Berners-Lee’s original work was strictly text-oriented, and HTML was designed to work even with unsophisticated terminals. Later research at the National Center for Supercomputing Applications (at the University of Illinois, Urbana-Champaign) led to the creation of the Mosaic browser, which could handle graphics as well. It was Mosaic that was really responsible for the WWW taking off. Mosaic’s lead developer and primary evangelist, Mark Andreesen, now well known as the co-founder of Netscape, was then a graduate student at UIUC. While Mosaic was freeware, it was handed over to a company called Spyglass for commercialization, over Andreesen’s objections. Andreesen and his team were soon lured out of UIUC to form Netscape. (Microsoft, a year later, licensed the Spyglass product, eventually enhancing it and releasing it as Internet Explorer.)
The impact of the WWW on society has been regarded as even greater than the impact of the computer itself when the latter first appeared. It has made computer access mainstream, changed lifestyles (you have on-line addicts) it has changed the way people look for data (the Web is now the first resource used for searching) and of course, it has spawned several industries. HTML itself has gone several revisions (the current version is 4.0) to allow rendering of more complex documents in an economical way.
The browser that you use is called a Web client. When you connect to a particular site by typing in a URL (Unique Resource Locator), your web client is really making a request to the Web Server at that site for a document ("page") whose name is specified by the URL. (When you connect to a site without specifying a particular document, a "default" Web page is displayed.) Using hyperlinks on the page (hyperlinks are URLs embedded within a page), you can navigate to other pages on that site, or to pages on other sites.
The beauty of the Web, from the point of view of both the Web site designer and the user, is that a tremendous amount of work is being done behind the scenes – all that needs to be done is to "author" the page correctly. While Web page design was once regarded as a task complex enough to require programming expertise, tools such as Microsoft Frontpage are now intuitive enough to allow ten-year-olds to design Web pages.
The page that is sent to a browser does not need to exist on the server before the browser’s request was made. The major difference between the Web documents of today and those of six years ago is that today, the vast majority of pages are dynamic (i.e., created on demand) by programs called by the Web server. Some pages contain portions that are partly static (such as the company’s logo) and others that are dynamic (such as "hit counters" or price information on a particular item). In many cases, the programs that generate the page must tap into a database where the information displayed on the page is really stored. Web database programming is a much more complicated task than creating static pages (well beyond the capacity of most ten-year-olds).

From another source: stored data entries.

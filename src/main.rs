#![cfg_attr(coverage_nightly, feature(coverage_attribute))]

use std::io::{self, stdout};

use crossterm::execute;
use crossterm::terminal::{
    EnterAlternateScreen, LeaveAlternateScreen, disable_raw_mode, enable_raw_mode,
};
use ratatui::Terminal;
use ratatui::backend::CrosstermBackend;

use regform::submit::RegistrationClient;
use regform::tui::App;

#[cfg_attr(coverage_nightly, coverage(off))]
#[mutants::skip]
fn main() -> Result<(), Box<dyn std::error::Error>> {
    // Diagnostics go to stderr; visible after the alternate screen is left.
    env_logger::init();

    let original_hook = std::panic::take_hook();
    std::panic::set_hook(Box::new(move |info| {
        let _ = restore_terminal();
        original_hook(info);
    }));

    let runtime = tokio::runtime::Builder::new_multi_thread()
        .worker_threads(1)
        .enable_all()
        .build()?;

    enable_raw_mode()?;
    execute!(stdout(), EnterAlternateScreen)?;
    let mut terminal = Terminal::new(CrosstermBackend::new(stdout()))?;

    let client = RegistrationClient::default();
    let mut app = App::new(client, runtime.handle().clone());
    let result = app.run(&mut terminal);

    let restore_result = restore_terminal();
    match result {
        Err(e) => Err(e.into()),
        Ok(()) => restore_result.map_err(Into::into),
    }
}

#[cfg_attr(coverage_nightly, coverage(off))]
#[mutants::skip]
fn restore_terminal() -> Result<(), io::Error> {
    let raw_result = disable_raw_mode();
    let screen_result = execute!(stdout(), LeaveAlternateScreen);
    raw_result.and(screen_result)
}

The architecture of a Web database server is called three-tier. The three tiers are browser, Web server, and database server. (The Web server, and the programs which support it, mediate between the browser and the database server. Sometimes, the same machine may house both the database and the Web server, but this is not always so.) There is sometimes a fourth tier, a transaction/application server, which typically lies between the Web server and the database. By contrast, the conventional client-server architecture, which preceded the Web by at least a decade, is called two-tier.
One of the problems with Web database development is that, compared with the tools for traditional client-server development (which are quite mature), the tools for Web database applications are relatively raw and immature. Certainly, the language environments for development (e.g., Javascript, VBScript) leave a lot to be desired, both for code writing as well as for code testing and debugging. Very obvious errors such as mis-spelled variable names, which in most other languages would be caught at edit time or compile time, are often detected only at run-time. This means that the time required for testing and debugging is enormously lengthened.
Statelessness And How to Work Around It
The HTTP protocol is essentially stateless. This means that when a browser makes a request of the server for a page, the server sends the page and promptly forgets that the client ever existed. This simplicity is both a boon and a curse. It causes problems when a client is interacting with a particular Web site across multiple pages, and some kind of history ("state") must be preserved, so that the server can remember what this user did several pages ago. For example, if you are buying books or music CDs on-line, you will typically search by title, author, subject etc., and add books to a "shopping cart". In this process, you may navigate dozens of Web forms, and obviously there should be a means of keeping track of the items you have selected. (A Web form is a Web page where the user enters information either through the keyboard or with the mouse.)
There are several ways to maintain state.
Obviously, when the Web is being used for electronic commerce, both seller and buyer want some insurance against being swindled. There are three possible scenarios.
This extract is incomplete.